Evaluation of the covariation between leukotriene B4, prostaglandin E2, and hematologic inflammatory parameters in a canine pentylenetetrazole-induced seizure model

Background: Seizures can cause as well as result from neuroinflammation. This study was performed to identify the hematologic inflammatory parameters (HIPs) and inflammatory mediators that change after a single seizure in a canine pentylenetetrazole (PTZ)-induced seizure model. Methods: Five healthy Beagle dogs were used in this study. A 3% solution of PTZ was infused until the occurrence of generalized convulsion. Two separate experiments were conducted to observe changes in HIPs over short and long time periods. Blood sampling time points were divided into two periods as follows: short period (baseline, 30, 60, 90, and 120 min after seizure induction) and long period (baseline, 2, 6, 12, 24, and 48 h after seizure induction). The HIPs were calculated, and the serum prostaglandin E2 (PGE2) and leukotriene B4 (LTB4) concentrations were estimated using enzyme-linked immunosorbent assay. Results: Significant changes (p < 0.05) in various HIPs were observed at different time point as follows: neutrophil × monocyte (90 min), neutrophil-to-lymphocyte ratio (60, 90, and 120 min), lymphocyte to monocyte ratio (60 min, 90 min, 120 min, 2 h, 12 h, and 24 h), platelet-to-albumin ratio (90 min), lymphocyte percentage × serum albumin concentration (LA; 60 min, 90 min, 120 min, 2 h), and neutrophil × platelet (6 h).
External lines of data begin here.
//! Owner-only editing and deletion.

use super::{messages, FlipbookService, Session};
use crate::error::{FlipbookError, ValidationError};
use crate::model::{Flipbook, FlipbookId, FlipbookUpdate};
use crate::store::{self, Bucket};
use chrono::Utc;
use once_cell::sync::Lazy;
use regex::Regex;
use std::fmt;
use tracing::{info, warn};

static HEX_COLOR: Lazy<Regex> = Lazy::new(|| Regex::new(r"^#[0-9A-Fa-f]{6}$").unwrap());

/// A styling image picked by the user.
#[derive(Clone, PartialEq, Eq)]
pub struct ImageUpload {
    pub name: String,
    pub content_type: String,
    pub bytes: Vec<u8>,
}

impl fmt::Debug for ImageUpload {
    fn fmt(&self, f: &mut fmt::Formatter<'_>) -> fmt::Result {
        f.debug_struct("ImageUpload")
            .field("name", &self.name)
            .field("content_type", &self.content_type)
            .field("size", &self.bytes.len())
            .finish()
    }
}

/// The edit form. Images left as `None` keep their current value.
#[derive(Debug, Clone, PartialEq, Eq)]
pub struct EditRequest {
    pub title: String,
    pub background_color: String,
    pub background_image: Option<ImageUpload>,
    pub logo_image: Option<ImageUpload>,
}

impl EditRequest {
    /// Prefill the form from a record.
    pub fn from_flipbook(flipbook: &Flipbook) -> Self {
        Self {
            title: flipbook.title.clone(),
            background_color: flipbook.background_color.clone(),
            background_image: None,
            logo_image: None,
        }
    }
}

/// `#RRGGBB`.
pub fn validate_color(color: &str) -> Result<(), ValidationError> {
    if HEX_COLOR.is_match(color) {
        Ok(())
    } else {
        Err(ValidationError::InvalidColor(color.to_string()))
    }
}

impl FlipbookService {
    /// Load a record for the edit form. Only the owner may edit.
    pub async fn load_for_edit(
        &self,
        session: &Session,
        id: FlipbookId,
    ) -> Result<Flipbook, FlipbookError> {
        self.owned_flipbook(session, id, messages::EDIT_FORBIDDEN)
            .await
    }

    /// Save the edit form.
    pub async fn save_flipbook(
        &self,
        session: &Session,
        id: FlipbookId,
        request: EditRequest,
    ) -> Result<Flipbook, FlipbookError> {
        let title = request.title.trim();
        if title.is_empty() {
            return Err(ValidationError::MissingTitle.into());
        }
        validate_color(&request.background_color)?;

        self.owned_flipbook(session, id, messages::EDIT_FORBIDDEN)
            .await?;

        let user = session.user_id;
        let mut update = FlipbookUpdate {
            title: Some(title.to_string()),
            background_color: Some(request.background_color.clone()),
            ..Default::default()
        };

        if let Some(image) = request.background_image {
            let path = store::styling_object_path(user, Utc::now(), &image.name);
            self.assets()
                .upload(Bucket::Backgrounds, &path, image.bytes, &image.content_type)
                .await?;
            update.background_image_path = Some(path);
        }

        if let Some(image) = request.logo_image {
            let path = store::styling_object_path(user, Utc::now(), &image.name);
            self.assets()
                .upload(Bucket::Logos, &path, image.bytes, &image.content_type)
                .await?;
            update.logo_image_path = Some(path);
        }

        let flipbook = self.records().update_flipbook(id, &update).await?;
        info!(user_id = %user, flipbook_id = %id, "Flipbook updated");
        Ok(flipbook)
    }

    /// Delete a record. Storage objects are removed only when
    /// `cleanup_assets_on_delete` is set, and a cleanup failure is logged,
    /// not returned.
    pub async fn delete_flipbook(
        &self,
        session: &Session,
        id: FlipbookId,
    ) -> Result<(), FlipbookError> {
        let flipbook = self
            .owned_flipbook(session, id, messages::EDIT_FORBIDDEN)
            .await?;

        self.records().delete_flipbook(id).await?;
        info!(user_id = %session.user_id, flipbook_id = %id, "Flipbook deleted");

        if self.config().cleanup_assets_on_delete {
            self.remove_assets(&flipbook).await;
        }
        Ok(())
    }

    async fn remove_assets(&self, flipbook: &Flipbook) {
        let objects = [
            (Bucket::Pdfs, Some(&flipbook.pdf_storage_path)),
            (Bucket::Thumbnails, flipbook.thumbnail_path.as_ref()),
            (Bucket::Backgrounds, flipbook.background_image_path.as_ref()),
            (Bucket::Logos, flipbook.logo_image_path.as_ref()),
        ];
        for (bucket, path) in objects {
            let Some(path) = path else { continue };
            if let Err(e) = self.assets().delete(bucket, &[path.clone()]).await {
                warn!("Failed to remove {}/{}: {}", bucket, path, e);
            }
        }
    }

    /// Fetch a record and check that `session` owns it.
    pub(crate) async fn owned_flipbook(
        &self,
        session: &Session,
        id: FlipbookId,
        forbidden: &str,
    ) -> Result<Flipbook, FlipbookError> {
        let flipbook = self.records().get_flipbook(id).await?;
        if !flipbook.is_owned_by(session.user_id) {
            return Err(FlipbookError::Forbidden(forbidden.to_string()));
        }
        Ok(flipbook)
    }
}

#[cfg(test)]
mod tests {
    use super::*;

    #[test]
    fn hex_colors() {
        assert!(validate_color("#FFFFFF").is_ok());
        assert!(validate_color("#8b5cf6").is_ok());
        assert!(validate_color("#FFF").is_err());
        assert!(validate_color("red").is_err());
        assert!(validate_color("#GGGGGG").is_err());
    }
}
LTB4 concentrations were significantly increased (p < 0.05) at 60 and 90 min, and 2, 6, and 48 h after seizure induction. PGE2 was significantly increased only 6 h after seizure induction (p < 0.05). LA was one of the HIPs that demonstrated a correlation with LTB4 concentration and showed significant changes that could be observed for a long-period (p < 0.05, r = −0.4194). Conclusion: The LA was the only HIP that reflected seizure-associated neuroinflammation. The 5-lipoxygenase pathway might be related to seizure-associated neuroinflammation.